Ila perlahan memasuki ruang kantornya yang baru. Dia masih bekerja di perusahaan yang sama, perusahaan sepatu yang multinasional tapi dia dipromosikan ke satu lantai di atas sebelumnya. Ila hanya ingat ada satu teman yang dia kenal di lantai ini, Alin, selain itu semua baru.
Pagi-pagi dia sudah berusaha bangun lebih pagi. Berangkat lebih awal. Sarapan sambil jalan. Semua untuk datang ke kantor baru lebih dulu dari yang lain. Dia tidak mau menjadi pusat perhatian dengan datang setelah yang lain. Tapi di ruangan besar itu sudah ada seseorang yang sudah sibuk bekerja.
"Ila, sudah datang? Wow, awal amat," suara renyah Alin yang sudah dia hubungi semalam menggema di ruang itu. Orang yang sudah datang tadi hanya mendongak sekilas lalu sibuk dengan entah apa di depannya.
"Aku ingin kasih impresi yang baik," bisik Ila.
"Ah, ga usah, kamu sudah cukup terkenal hebat di lantai ini. Gilak, juara desain dan juara favorit! Gampang banget boss kita menentukan kamu dipromosikan," seru Alin lagi.

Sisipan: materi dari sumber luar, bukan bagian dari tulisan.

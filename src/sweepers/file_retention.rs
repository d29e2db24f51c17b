//! Age-based file retention.

use async_trait::async_trait;
use std::io::ErrorKind;
use std::path::PathBuf;
use std::time::{Duration, SystemTime};

use crate::config::RetentionRule;
use crate::sweepers::{SweepError, Sweeper};

/// Deletes regular files in a directory once they are older than `max_age`.
///
/// Only the top level of the directory is examined. A missing directory is
/// treated as empty.
#[derive(Debug, Clone)]
pub struct FileRetentionSweeper {
    name: String,
    dir: PathBuf,
    max_age: Duration,
}

impl FileRetentionSweeper {
    pub fn new(dir: impl Into<PathBuf>, max_age: Duration) -> Self {
        let dir = dir.into();
        Self {
            name: format!("retention:{}", dir.display()),
            dir,
            max_age,
        }
    }

    fn is_expired(&self, modified: SystemTime, now: SystemTime) -> bool {
        now.duration_since(modified)
            .map(|age| age > self.max_age)
            .unwrap_or(false)
    }
}

impl From<&RetentionRule> for FileRetentionSweeper {
    fn from(rule: &RetentionRule) -> Self {
        Self::new(&rule.path, Duration::from_secs(rule.max_age_secs))
    }
}

#[async_trait]
impl Sweeper for FileRetentionSweeper {
    fn name(&self) -> &str {
        &self.name
    }

    async fn sweep(&self) -> Result<u64, SweepError> {
        let mut entries = match tokio::fs::read_dir(&self.dir).await {
            Ok(entries) => entries,
            Err(e) if e.kind() == ErrorKind::NotFound => {
                tracing::debug!(dir = %self.dir.display(), "Retention directory missing, nothing to sweep");
                return Ok(0);
            }
            Err(e) => return Err(e.into()),
        };

        let now = SystemTime::now();
        let mut removed = 0;
        while let Some(entry) = entries.next_entry().await? {
            let metadata = entry.metadata().await?;
            if !metadata.is_file() || !self.is_expired(metadata.modified()?, now) {
                continue;
            }
            match tokio::fs::remove_file(entry.path()).await {
                Ok(()) => removed += 1,
                // Removed concurrently; still counts as swept.
                Err(e) if e.kind() == ErrorKind::NotFound => {}
                Err(e) => return Err(e.into()),
            }
        }

        if removed > 0 {
            tracing::info!(dir = %self.dir.display(), removed, "Removed expired files");
        }
        Ok(removed)
    }
}
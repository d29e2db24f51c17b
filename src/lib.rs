//! Background worker subsystem.
//!
//! Runs an audit log writer, a service health monitor and a periodic cleanup
//! sweeper next to an application, under one manager with bounded shutdown.

// Workers
pub mod registry;
pub mod sinks;
pub mod sweepers;
pub mod workers;

// Cross-cutting concerns
pub mod config;
pub mod lifecycle;
pub mod observability;
pub mod resilience;

// Operator surface
pub mod admin;

pub use config::schema::WorkerConfig;
pub use lifecycle::Shutdown;
pub use workers::{AggregatedHealth, WorkerError, WorkerManager};
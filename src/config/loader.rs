//! Configuration loading from disk.

use std::fs;
use std::path::Path;

use thiserror::Error;

use crate::config::schema::WorkerConfig;
use crate::config::validation::{validate_config, ValidationError};

/// Error type for configuration loading.
#[derive(Debug, Error)]
pub enum ConfigError {
    #[error("IO error: {0}")]
    Io(#[from] std::io::Error),

    #[error("Parse error: {0}")]
    Parse(#[from] toml::de::Error),

    #[error("Validation failed: {}", join_errors(.0))]
    Validation(Vec<ValidationError>),
}

fn join_errors(errors: &[ValidationError]) -> String {
    errors
        .iter()
        .map(ToString::to_string)
        .collect::<Vec<_>>()
        .join(", ")
}

/// Parse and validate configuration from TOML text.
pub fn parse_config(content: &str) -> Result<WorkerConfig, ConfigError> {
    let config: WorkerConfig = toml::from_str(content)?;
    validate_config(&config).map_err(ConfigError::Validation)?;
    Ok(config)
}

/// Load and validate configuration from a TOML file.
pub fn load_config(path: &Path) -> Result<WorkerConfig, ConfigError> {
    let content = fs::read_to_string(path)?;
    parse_config(&content)
}

#[cfg(test)]
mod tests {
    use super::*;
    use std::io::Write;

    #[test]
    fn test_load_from_file() {
        let mut file = tempfile::NamedTempFile::new().unwrap();
        writeln!(
            file,
            r#"
            [audit]
            queue_capacity = 64
            flush_batch_size = 32

            [cleanup]
            interval_secs = 60
            "#
        )
        .unwrap();

        let config = load_config(file.path()).unwrap();
        assert_eq!(config.audit.queue_capacity, 64);
        assert_eq!(config.cleanup.interval_secs, 60);
    }

    #[test]
    fn test_validation_errors_are_joined() {
        let err = parse_config("[audit]\nqueue_capacity = 0\nflush_batch_size = 0\n").unwrap_err();
        let message = err.to_string();
        assert!(message.starts_with("Validation failed: "));
        assert!(message.contains("audit.queue_capacity"));
        assert!(message.contains("audit.flush_batch_size"));
    }

    #[test]
    fn test_parse_error() {
        assert!(matches!(parse_config("[audit"), Err(ConfigError::Parse(_))));
    }

    #[test]
    fn test_missing_file() {
        let err = load_config(Path::new("/nonexistent/workers.toml")).unwrap_err();
        assert!(matches!(err, ConfigError::Io(_)));
    }
}
//! Shutdown coordination for the workers.

use tokio::sync::broadcast;

/// Coordinator for a cooperative stop.
///
/// Every worker loop holds a receiver; a single `trigger` reaches all of them.
/// A fresh coordinator is created for each run of the manager, so a stopped
/// manager can be started again.
#[derive(Debug)]
pub struct Shutdown {
    tx: broadcast::Sender<()>,
}

impl Shutdown {
    /// Create a new shutdown coordinator.
    pub fn new() -> Self {
        let (tx, _) = broadcast::channel(1);
        Self { tx }
    }

    /// Subscribe to the shutdown signal.
    ///
    /// Subscribers created after `trigger` do not observe it.
    pub fn subscribe(&self) -> broadcast::Receiver<()> {
        self.tx.subscribe()
    }

    /// Broadcast the shutdown signal. Returns how many loops received it.
    pub fn trigger(&self) -> usize {
        self.tx.send(()).unwrap_or(0)
    }

    /// Number of loops still holding a receiver.
    pub fn receiver_count(&self) -> usize {
        self.tx.receiver_count()
    }
}

impl Default for Shutdown {
    fn default() -> Self {
        Self::new()
    }
}

#[cfg(test)]
mod tests {
    use super::*;

    #[tokio::test]
    async fn test_trigger_reaches_all_subscribers() {
        let shutdown = Shutdown::new();
        let mut a = shutdown.subscribe();
        let mut b = shutdown.subscribe();

        assert_eq!(shutdown.trigger(), 2);
        assert!(a.recv().await.is_ok());
        assert!(b.recv().await.is_ok());
    }

    #[test]
    fn test_trigger_without_subscribers() {
        let shutdown = Shutdown::new();
        assert_eq!(shutdown.trigger(), 0);
        assert_eq!(shutdown.receiver_count(), 0);
    }
}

Alin lalu menoleh sekeliling dan berhenti pada orang yang sedang sibuk tadi.
 "Wah, kamu masih kalah sama Oza, dia lebih pagi," tiba-tiba Alin berubah berbisik. "Kamu tahu Oza, kan? Seluruh gedung tahu dia, apalagi lantai bawah, katanya lantai bawah suka cari alasan ke sini buat lihat dia."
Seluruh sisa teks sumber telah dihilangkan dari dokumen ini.